Saved entries
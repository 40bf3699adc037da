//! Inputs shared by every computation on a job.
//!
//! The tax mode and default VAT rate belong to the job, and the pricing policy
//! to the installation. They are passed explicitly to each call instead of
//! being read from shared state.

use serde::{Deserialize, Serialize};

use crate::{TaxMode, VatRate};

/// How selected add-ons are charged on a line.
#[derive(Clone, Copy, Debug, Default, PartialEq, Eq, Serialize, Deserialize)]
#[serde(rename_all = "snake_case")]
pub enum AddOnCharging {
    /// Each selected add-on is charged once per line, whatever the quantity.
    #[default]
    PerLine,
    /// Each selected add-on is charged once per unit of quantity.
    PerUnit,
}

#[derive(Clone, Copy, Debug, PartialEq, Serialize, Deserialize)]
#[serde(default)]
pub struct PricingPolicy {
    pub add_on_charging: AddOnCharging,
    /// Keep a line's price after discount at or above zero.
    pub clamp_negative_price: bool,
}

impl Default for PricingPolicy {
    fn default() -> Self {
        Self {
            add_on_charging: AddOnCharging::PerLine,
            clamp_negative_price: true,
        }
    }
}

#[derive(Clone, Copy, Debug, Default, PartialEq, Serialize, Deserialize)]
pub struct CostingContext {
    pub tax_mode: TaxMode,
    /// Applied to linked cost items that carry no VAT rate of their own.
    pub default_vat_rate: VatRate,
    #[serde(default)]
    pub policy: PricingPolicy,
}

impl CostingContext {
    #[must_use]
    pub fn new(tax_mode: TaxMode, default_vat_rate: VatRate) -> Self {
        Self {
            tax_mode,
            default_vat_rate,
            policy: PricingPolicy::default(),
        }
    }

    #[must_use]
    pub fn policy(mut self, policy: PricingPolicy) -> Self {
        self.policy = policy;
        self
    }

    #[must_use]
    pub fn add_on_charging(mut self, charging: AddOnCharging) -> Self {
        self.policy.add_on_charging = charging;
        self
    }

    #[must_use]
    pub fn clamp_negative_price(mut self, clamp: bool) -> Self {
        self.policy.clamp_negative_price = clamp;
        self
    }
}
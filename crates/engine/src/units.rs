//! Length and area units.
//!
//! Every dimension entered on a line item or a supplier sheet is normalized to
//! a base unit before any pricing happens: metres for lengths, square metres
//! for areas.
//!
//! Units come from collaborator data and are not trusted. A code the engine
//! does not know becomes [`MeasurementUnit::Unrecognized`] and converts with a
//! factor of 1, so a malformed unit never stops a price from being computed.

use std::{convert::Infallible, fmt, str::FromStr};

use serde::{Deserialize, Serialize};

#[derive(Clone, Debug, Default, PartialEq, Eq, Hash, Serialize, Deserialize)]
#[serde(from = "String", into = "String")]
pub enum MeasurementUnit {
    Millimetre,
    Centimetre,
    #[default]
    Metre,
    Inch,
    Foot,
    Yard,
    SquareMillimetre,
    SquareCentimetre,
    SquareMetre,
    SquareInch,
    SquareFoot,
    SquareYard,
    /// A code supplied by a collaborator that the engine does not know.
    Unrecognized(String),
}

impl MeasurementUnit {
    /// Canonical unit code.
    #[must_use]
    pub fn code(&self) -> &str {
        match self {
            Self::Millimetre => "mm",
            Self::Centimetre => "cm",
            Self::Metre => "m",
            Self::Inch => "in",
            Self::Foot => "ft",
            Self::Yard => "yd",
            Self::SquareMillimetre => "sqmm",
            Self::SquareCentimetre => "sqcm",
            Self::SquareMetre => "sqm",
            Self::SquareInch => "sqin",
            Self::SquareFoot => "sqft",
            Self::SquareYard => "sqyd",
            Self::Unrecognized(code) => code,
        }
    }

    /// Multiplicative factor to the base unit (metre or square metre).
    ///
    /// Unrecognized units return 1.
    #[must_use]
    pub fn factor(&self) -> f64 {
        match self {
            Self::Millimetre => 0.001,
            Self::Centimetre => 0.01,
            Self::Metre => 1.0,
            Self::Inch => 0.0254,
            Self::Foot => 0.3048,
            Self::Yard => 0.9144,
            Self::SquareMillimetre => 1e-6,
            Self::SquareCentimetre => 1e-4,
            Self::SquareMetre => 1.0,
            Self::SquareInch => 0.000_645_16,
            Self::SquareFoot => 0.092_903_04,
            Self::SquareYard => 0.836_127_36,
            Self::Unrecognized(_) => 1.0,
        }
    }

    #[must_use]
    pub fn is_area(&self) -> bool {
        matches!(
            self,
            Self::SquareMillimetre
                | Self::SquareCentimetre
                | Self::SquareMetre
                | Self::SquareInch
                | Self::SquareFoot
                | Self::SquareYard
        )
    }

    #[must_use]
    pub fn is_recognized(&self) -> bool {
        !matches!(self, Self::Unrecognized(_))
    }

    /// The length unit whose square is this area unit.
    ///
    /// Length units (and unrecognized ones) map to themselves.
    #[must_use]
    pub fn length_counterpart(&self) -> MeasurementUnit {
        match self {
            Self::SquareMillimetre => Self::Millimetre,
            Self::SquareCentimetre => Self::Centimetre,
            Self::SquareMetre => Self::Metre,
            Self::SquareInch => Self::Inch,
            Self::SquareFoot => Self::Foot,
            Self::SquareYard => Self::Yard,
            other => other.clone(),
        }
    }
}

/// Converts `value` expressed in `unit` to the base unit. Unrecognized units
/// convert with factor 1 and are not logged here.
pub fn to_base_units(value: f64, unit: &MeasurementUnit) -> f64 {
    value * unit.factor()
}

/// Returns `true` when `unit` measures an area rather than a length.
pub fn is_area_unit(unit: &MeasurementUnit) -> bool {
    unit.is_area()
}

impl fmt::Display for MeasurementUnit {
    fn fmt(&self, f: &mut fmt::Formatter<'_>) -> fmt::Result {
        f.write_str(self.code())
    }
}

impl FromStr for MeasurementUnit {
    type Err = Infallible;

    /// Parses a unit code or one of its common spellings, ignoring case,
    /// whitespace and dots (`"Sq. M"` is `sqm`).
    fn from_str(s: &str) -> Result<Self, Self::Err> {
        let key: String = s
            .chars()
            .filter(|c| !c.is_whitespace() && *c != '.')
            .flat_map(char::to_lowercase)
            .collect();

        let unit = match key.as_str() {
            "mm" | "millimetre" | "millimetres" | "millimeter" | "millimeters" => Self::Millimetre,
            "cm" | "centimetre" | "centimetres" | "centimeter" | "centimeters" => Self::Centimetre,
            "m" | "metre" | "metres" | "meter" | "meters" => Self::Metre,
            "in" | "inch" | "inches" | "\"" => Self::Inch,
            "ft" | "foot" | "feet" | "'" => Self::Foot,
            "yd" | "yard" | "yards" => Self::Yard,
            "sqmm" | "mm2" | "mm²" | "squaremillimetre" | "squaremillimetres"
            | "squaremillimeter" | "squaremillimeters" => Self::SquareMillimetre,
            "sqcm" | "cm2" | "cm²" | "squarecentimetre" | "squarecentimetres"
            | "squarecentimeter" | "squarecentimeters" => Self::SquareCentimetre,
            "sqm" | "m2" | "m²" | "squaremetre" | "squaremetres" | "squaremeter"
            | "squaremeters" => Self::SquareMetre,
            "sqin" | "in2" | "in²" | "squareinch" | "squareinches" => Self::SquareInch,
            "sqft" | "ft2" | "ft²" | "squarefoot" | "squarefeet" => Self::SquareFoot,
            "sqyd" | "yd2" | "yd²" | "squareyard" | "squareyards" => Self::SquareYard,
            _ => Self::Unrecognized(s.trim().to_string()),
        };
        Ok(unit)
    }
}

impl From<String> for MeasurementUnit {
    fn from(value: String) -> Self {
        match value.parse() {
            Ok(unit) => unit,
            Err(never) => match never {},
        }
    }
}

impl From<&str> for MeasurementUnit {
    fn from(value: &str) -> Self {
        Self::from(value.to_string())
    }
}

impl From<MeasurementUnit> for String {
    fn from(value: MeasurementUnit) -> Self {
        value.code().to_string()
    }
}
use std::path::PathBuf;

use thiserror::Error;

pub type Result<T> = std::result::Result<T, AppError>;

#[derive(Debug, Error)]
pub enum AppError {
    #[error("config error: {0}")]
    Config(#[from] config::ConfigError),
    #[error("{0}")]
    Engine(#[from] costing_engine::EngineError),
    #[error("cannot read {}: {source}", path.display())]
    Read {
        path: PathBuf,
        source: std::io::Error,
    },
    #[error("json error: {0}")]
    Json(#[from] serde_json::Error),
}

---

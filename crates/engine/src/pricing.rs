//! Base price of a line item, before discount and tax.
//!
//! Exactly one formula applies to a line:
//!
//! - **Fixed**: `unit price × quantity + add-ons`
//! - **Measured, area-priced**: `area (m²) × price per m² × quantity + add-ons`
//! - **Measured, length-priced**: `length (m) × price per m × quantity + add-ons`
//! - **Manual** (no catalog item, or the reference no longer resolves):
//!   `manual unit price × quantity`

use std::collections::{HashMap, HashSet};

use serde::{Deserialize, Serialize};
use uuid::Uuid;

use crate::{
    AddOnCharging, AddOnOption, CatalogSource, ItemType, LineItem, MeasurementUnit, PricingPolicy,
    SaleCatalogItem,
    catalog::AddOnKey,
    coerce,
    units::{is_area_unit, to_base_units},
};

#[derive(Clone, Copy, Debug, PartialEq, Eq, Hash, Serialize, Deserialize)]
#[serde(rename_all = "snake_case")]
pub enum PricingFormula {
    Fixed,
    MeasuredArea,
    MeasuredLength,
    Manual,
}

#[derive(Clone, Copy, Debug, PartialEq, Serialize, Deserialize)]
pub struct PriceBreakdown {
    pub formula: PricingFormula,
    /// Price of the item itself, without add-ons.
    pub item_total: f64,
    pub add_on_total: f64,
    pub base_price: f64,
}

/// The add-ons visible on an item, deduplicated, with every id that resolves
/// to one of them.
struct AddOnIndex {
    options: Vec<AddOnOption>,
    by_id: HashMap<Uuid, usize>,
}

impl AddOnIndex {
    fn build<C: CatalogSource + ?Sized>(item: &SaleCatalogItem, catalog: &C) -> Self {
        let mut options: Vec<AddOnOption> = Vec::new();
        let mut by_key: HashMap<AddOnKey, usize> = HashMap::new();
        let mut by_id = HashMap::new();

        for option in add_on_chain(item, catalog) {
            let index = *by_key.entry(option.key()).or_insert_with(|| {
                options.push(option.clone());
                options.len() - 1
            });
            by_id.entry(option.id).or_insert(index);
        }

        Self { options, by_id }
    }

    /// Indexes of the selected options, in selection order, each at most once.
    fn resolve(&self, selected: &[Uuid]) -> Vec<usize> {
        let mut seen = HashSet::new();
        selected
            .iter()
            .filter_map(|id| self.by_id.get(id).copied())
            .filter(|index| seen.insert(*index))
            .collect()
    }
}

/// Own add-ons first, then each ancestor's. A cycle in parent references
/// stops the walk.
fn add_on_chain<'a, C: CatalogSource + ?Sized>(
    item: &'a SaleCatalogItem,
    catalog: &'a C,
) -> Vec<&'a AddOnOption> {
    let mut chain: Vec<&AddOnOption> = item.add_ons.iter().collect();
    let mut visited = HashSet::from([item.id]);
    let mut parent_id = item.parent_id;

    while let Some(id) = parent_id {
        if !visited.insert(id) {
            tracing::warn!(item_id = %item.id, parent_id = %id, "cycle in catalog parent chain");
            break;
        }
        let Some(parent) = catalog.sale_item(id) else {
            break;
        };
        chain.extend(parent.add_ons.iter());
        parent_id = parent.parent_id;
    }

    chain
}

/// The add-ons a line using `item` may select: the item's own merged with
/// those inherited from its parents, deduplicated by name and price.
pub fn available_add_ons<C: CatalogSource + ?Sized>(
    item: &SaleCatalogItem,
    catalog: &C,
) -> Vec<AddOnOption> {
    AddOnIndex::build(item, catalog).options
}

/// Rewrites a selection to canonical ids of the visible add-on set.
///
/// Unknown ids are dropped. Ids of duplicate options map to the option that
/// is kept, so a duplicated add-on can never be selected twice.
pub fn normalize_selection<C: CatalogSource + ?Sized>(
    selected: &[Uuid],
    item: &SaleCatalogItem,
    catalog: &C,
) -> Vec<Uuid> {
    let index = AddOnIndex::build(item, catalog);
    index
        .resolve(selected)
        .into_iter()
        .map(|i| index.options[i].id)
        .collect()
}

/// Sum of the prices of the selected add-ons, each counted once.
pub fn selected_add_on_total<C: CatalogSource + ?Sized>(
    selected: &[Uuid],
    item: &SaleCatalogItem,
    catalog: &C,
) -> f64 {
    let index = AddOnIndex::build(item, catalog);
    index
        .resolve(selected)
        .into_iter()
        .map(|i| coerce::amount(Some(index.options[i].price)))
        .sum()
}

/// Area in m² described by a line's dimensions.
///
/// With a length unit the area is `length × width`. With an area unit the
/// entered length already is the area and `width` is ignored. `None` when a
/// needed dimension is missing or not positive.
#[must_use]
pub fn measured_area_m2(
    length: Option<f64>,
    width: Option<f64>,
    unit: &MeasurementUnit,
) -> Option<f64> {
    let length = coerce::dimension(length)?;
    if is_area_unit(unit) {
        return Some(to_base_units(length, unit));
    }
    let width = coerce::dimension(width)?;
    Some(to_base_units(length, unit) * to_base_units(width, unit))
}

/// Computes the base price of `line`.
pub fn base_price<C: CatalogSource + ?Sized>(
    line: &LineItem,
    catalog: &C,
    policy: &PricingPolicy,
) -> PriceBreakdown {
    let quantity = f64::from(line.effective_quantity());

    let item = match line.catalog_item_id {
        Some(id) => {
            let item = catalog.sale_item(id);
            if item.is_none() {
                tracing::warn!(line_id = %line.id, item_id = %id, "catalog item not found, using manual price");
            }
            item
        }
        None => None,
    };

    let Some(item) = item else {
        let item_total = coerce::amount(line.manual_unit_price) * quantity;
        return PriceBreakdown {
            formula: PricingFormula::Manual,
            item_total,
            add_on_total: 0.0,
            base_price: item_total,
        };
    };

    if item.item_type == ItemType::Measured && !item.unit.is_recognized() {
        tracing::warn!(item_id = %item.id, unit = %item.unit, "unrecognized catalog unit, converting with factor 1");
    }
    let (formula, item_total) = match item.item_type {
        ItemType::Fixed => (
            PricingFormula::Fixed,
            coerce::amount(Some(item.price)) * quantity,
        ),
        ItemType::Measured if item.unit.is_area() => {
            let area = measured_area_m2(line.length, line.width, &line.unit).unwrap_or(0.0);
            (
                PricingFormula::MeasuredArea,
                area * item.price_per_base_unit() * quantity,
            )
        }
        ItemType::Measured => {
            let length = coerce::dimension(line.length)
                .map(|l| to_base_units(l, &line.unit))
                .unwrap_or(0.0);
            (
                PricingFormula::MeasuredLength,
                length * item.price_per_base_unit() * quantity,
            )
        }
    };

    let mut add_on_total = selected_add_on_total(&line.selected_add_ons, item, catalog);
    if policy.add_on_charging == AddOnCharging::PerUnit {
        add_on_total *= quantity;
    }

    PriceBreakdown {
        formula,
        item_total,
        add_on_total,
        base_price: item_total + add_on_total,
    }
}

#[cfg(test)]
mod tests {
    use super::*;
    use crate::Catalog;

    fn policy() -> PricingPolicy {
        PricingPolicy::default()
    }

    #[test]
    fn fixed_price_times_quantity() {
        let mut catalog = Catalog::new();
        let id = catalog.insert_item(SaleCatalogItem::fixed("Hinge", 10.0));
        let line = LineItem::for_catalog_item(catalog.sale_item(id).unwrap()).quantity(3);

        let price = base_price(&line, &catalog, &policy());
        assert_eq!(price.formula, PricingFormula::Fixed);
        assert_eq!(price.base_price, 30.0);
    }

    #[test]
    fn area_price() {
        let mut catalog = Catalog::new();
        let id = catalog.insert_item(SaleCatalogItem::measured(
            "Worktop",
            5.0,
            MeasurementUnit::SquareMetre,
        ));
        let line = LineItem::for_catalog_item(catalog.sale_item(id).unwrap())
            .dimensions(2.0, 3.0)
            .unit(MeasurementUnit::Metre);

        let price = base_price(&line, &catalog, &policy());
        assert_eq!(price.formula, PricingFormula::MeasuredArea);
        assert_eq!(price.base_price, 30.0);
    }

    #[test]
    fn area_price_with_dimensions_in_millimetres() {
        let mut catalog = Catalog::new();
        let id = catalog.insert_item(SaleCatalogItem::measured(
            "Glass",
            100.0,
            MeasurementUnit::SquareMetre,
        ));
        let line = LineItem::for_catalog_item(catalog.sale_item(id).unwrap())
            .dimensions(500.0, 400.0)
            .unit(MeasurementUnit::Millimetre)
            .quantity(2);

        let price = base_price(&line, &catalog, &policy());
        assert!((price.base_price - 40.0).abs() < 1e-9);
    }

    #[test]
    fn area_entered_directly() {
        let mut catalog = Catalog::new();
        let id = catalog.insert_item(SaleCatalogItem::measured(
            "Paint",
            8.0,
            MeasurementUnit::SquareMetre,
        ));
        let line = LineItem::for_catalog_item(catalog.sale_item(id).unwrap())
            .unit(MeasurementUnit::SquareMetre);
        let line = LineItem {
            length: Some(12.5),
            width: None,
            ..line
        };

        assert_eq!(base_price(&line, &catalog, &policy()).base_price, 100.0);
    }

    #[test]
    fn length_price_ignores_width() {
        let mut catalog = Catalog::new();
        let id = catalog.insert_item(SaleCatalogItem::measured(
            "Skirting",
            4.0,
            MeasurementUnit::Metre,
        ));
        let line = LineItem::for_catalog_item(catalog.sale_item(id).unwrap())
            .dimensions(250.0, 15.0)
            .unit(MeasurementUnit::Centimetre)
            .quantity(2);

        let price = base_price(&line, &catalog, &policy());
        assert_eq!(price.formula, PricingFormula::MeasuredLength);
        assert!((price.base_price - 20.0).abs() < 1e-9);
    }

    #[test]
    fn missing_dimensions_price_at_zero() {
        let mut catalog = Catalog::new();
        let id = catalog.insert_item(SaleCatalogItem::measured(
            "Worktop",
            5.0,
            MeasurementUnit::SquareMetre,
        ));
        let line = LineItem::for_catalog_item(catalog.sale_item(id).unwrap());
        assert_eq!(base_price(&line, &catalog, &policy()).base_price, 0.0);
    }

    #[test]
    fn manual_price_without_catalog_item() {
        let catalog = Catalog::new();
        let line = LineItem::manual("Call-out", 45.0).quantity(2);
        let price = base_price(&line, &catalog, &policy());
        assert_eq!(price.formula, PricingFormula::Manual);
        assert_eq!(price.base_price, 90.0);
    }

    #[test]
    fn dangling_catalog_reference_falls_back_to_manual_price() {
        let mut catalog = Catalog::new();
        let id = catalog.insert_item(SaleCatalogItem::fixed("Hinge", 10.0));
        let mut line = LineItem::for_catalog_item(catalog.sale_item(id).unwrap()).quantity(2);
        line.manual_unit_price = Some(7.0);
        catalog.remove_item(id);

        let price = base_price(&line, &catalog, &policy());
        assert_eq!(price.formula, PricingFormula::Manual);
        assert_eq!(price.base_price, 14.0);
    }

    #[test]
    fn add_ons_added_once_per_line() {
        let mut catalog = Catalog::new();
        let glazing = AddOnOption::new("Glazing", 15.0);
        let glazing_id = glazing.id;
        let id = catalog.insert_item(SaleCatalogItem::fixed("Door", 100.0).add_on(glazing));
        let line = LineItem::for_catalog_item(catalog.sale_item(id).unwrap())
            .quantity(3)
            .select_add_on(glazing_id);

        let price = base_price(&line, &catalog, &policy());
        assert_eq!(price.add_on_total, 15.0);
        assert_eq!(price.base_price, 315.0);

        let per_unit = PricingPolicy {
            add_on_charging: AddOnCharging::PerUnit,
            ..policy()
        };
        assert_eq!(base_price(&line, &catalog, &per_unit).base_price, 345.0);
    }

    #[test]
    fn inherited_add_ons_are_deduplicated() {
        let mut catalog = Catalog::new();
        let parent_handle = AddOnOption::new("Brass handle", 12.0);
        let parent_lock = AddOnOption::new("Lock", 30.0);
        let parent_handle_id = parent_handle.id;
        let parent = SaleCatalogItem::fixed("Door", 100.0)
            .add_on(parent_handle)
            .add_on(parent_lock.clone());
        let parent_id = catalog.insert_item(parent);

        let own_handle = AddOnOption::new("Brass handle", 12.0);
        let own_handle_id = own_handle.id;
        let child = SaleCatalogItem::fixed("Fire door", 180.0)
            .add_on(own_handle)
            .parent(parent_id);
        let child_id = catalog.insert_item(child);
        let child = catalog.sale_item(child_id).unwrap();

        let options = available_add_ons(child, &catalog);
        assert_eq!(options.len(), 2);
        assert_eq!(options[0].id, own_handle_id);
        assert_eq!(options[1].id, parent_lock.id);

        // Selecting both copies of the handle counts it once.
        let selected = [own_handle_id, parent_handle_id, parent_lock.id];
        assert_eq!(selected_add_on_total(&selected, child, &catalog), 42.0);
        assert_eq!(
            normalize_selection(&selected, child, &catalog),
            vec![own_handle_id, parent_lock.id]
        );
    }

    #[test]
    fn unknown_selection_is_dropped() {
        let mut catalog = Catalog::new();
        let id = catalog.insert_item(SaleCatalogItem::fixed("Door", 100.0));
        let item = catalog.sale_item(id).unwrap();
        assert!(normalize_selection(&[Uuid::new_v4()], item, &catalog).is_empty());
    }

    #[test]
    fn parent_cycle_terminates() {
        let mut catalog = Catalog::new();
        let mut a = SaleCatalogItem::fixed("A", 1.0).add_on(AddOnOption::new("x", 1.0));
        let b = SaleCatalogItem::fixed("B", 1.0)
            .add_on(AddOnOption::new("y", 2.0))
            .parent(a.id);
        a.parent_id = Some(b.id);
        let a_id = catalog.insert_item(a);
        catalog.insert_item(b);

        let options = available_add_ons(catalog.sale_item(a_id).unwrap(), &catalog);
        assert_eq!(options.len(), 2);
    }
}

==

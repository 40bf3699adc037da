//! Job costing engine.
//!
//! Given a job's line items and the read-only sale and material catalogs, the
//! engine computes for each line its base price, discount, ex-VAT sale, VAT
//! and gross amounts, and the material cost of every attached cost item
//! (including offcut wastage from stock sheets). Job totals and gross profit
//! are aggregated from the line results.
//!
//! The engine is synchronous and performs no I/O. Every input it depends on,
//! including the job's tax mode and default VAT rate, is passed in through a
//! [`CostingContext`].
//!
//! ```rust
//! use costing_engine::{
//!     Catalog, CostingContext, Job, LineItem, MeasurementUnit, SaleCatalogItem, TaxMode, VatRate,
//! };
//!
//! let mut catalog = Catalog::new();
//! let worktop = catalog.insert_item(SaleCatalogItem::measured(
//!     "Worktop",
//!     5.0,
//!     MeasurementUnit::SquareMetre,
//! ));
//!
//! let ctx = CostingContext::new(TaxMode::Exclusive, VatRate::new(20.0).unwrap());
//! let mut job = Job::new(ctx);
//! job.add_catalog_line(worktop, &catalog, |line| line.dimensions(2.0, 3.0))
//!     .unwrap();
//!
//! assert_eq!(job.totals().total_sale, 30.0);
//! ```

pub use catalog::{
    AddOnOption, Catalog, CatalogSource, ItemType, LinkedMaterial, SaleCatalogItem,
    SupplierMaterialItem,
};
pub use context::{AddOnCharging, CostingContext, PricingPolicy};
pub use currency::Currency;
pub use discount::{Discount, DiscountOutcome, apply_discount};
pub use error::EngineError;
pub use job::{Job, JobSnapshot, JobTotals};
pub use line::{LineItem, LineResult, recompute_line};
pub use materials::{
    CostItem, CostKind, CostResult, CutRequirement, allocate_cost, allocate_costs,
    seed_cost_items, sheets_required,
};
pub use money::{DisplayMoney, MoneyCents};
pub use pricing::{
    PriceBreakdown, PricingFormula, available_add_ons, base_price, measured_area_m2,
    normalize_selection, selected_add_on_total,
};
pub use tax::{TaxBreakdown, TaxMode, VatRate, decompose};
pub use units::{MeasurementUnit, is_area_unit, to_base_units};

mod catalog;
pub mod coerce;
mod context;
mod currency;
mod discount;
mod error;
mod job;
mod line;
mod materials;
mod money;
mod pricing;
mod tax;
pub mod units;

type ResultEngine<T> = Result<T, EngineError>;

What you should do: How many of the lines above contain "sqin"? Give the number by itself.

Answer box: 2